Sembra di ascoltare un litania, una litania triste e terribile, un po’ straniata, di immagini/oggetto cupe ed evocative, una sequenza in cui gli accenti non sono quelli del racconto, ma quelli di una strana liturgia. Bisogna immergervisi dentro senza paura; leggere ad alta voce dall’inizio alla fine; ascoltare il respiro; ascoltare le immagini; respirare con i versi; respirare con questo strano senso del male.
Qualche giorno fa, sull’altro mio blog, quello in cui metto le poesie mie, ho postato l’esito di un esperimento; ovvero il rifacimento, a distanza di 5 anni, di una mia poesia, conservando il tema e le linee del discorso, ma esponendoli per come farei oggi. Potete leggere cliccando qui i due lavori, magari partendo da quello del 2008, che, sulla pagina, è il secondo. Di fatto, l’idea dell’esperimento mi è venuta dopo aver pubblicato sul blog la versione 2008, in parte per i commenti che ho ricevuto.
Entrando nei dettagli dei termini dell’esperimento. Si trattava di riproporre un discorso che io continuo a trovare interessante sottraendolo a una condizione metrica in cui non mi riconosco più, oggi – con tutte le trasformazioni che ne conseguono, anche nel senso. Intendiamoci: non sto dicendo che considero la versione del 2008 sbagliata o brutta; se la pensassi così nemmeno l’avrei pubblicata. Piuttosto, è semplicemente un lavoro che io trovo (per i miei parametri) riuscito, ma che oggi non potrei scrivere così; non mi interesserebbe scrivere così; troverei noioso scrivere così…

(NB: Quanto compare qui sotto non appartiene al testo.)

use tracing_subscriber::{layer::SubscriberExt, util::SubscriberInitExt, EnvFilter};

pub fn init_server_logger(verbose: bool, json: bool) {
    let filter = if verbose {
        EnvFilter::try_from_default_env()
            .unwrap_or_else(|_| EnvFilter::new("tideman_bridge=debug,tower_http=debug,info"))
    } else {
        EnvFilter::try_from_default_env()
            .unwrap_or_else(|_| EnvFilter::new("tideman_bridge=info"))
    };

    let registry = tracing_subscriber::registry().with(filter);

    if json {
        registry
            .with(
                tracing_subscriber::fmt::layer()
                    .with_target(false)
                    .with_thread_ids(false)
                    .with_file(false)
                    .with_line_number(false)
                    .json(),
            )
            .init();
    } else {
        registry
            .with(
                tracing_subscriber::fmt::layer()
                    .with_target(false)
                    .with_thread_ids(false)
                    .with_file(false)
                    .with_line_number(false)
                    .compact(),
            )
            .init();
    }
}
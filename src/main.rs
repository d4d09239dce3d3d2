use clap::Parser;
use std::sync::Arc;
use std::time::Duration;
use tideman_bridge::utils::{logger, validation::Validate};
use tideman_bridge::{AppState, CliConfig, ElectionEngine, ProcessRunner};

#[tokio::main]
async fn main() -> Result<(), Box<dyn std::error::Error>> {
    let config = CliConfig::parse();

    logger::init_server_logger(config.verbose, config.log_json);

    tracing::info!("Starting tideman-bridge");
    if config.verbose {
        tracing::debug!("CLI config: {:?}", config);
    }

    if let Err(e) = config.validate() {
        tracing::error!("Configuration validation failed: {}", e);
        eprintln!("❌ {}", e);
        std::process::exit(1);
    }

    let resolver_bin = config.resolver_bin();
    tracing::info!(
        "Using resolver binary {} (exists={})",
        resolver_bin.display(),
        resolver_bin.is_file()
    );
    if !resolver_bin.is_file() {
        tracing::warn!("Resolver binary not found; requests will fail until it appears");
    }

    let runner = ProcessRunner::new(resolver_bin, Duration::from_secs(config.timeout_secs));
    let state = AppState {
        engine: Arc::new(ElectionEngine::new(runner)),
    };

    let listener = tokio::net::TcpListener::bind((config.host.as_str(), config.port)).await?;
    tracing::info!("Listening on {}", listener.local_addr()?);

    axum::serve(listener, tideman_bridge::router(state)).await?;

    Ok(())
}
use crate::domain::model::ResolverOutcome;
use crate::utils::error::Result;
use async_trait::async_trait;
use std::path::Path;

/// Seam between request orchestration and the external election program.
/// Production uses a subprocess runner; tests drop in mock resolvers.
#[async_trait]
pub trait Resolver: Send + Sync {
    async fn resolve(&self, ballot_path: &Path) -> Result<ResolverOutcome>;
}
#![no_main]

use libfuzzer_sys::fuzz_target;
use stackid_registry::parse_zone_file;

fuzz_target!(|data: &[u8]| {
    if let Ok(s) = std::str::from_utf8(data) {
        if let Ok(zone) = parse_zone_file(s) {
            let _ = zone.profile_url();
        }
    }
});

I termini della riformulazione sono, di base, termini metrici, ovvero alcuni vincoli metrici che hanno conseguenze profonde sull’andamento del discorso. I versi sono isosillabici, e in particolare esadecasillabi, con accento obbligato (oltre che sulla quindicesima) sulla settima sillaba; li si potrebbe definire doppi ottosillabi senza cesura (ottosillabi e non ottonari, perché l’ottonario italiano ha gli accenti fissi, mentre nei miei versi gli accenti sono mobili). A questo si aggiunge il requisito di una tendenziale continuità del discorso, in modo da ottenere, il più possibile, un effetto di fluidità continua, con eventuali (e graditi) enjambement.
L’effetto che, con questo espediente metrico, si vuole ottenere è quello di evitare l’andamento da verso libero, cioè esattamente quello che domina nella versione del 2008, con i suoi legami con la sintassi e l’inevitabile focalizzazione creata dalle modalità del ritaglio (secondo i principi che ho provato recentemente a spiegare qui). L’altro effetto che si cerca di evitare è la caduta (pressoché inevitabile, prima o poi, col verso libero) in qualcuno dei ritmi canonici della poesia italiana, come quelli dell’endecasillabo e del settenario. Nella versione 2008, due versi cruciali, l’1 e l’11 sono endecasillabi, e gli ultimi due (12 e 13) sono settenari. Questa ricomparsa occasionale di metri canonici non passa inosservata, in un componimento in versi liberi; il recupero momentaneo di un andamento ritmico familiare è inevitabilmente una sottolineatura retorica. Però è anche, al tempo stesso, un recupero classico – con l’effetto complessivo che nei luoghi cruciali di una poesia in versi liberi troviamo facilmente dei recuperi classici; quasi a dire che la tradizione è inabbandonabile, in fin dei conti.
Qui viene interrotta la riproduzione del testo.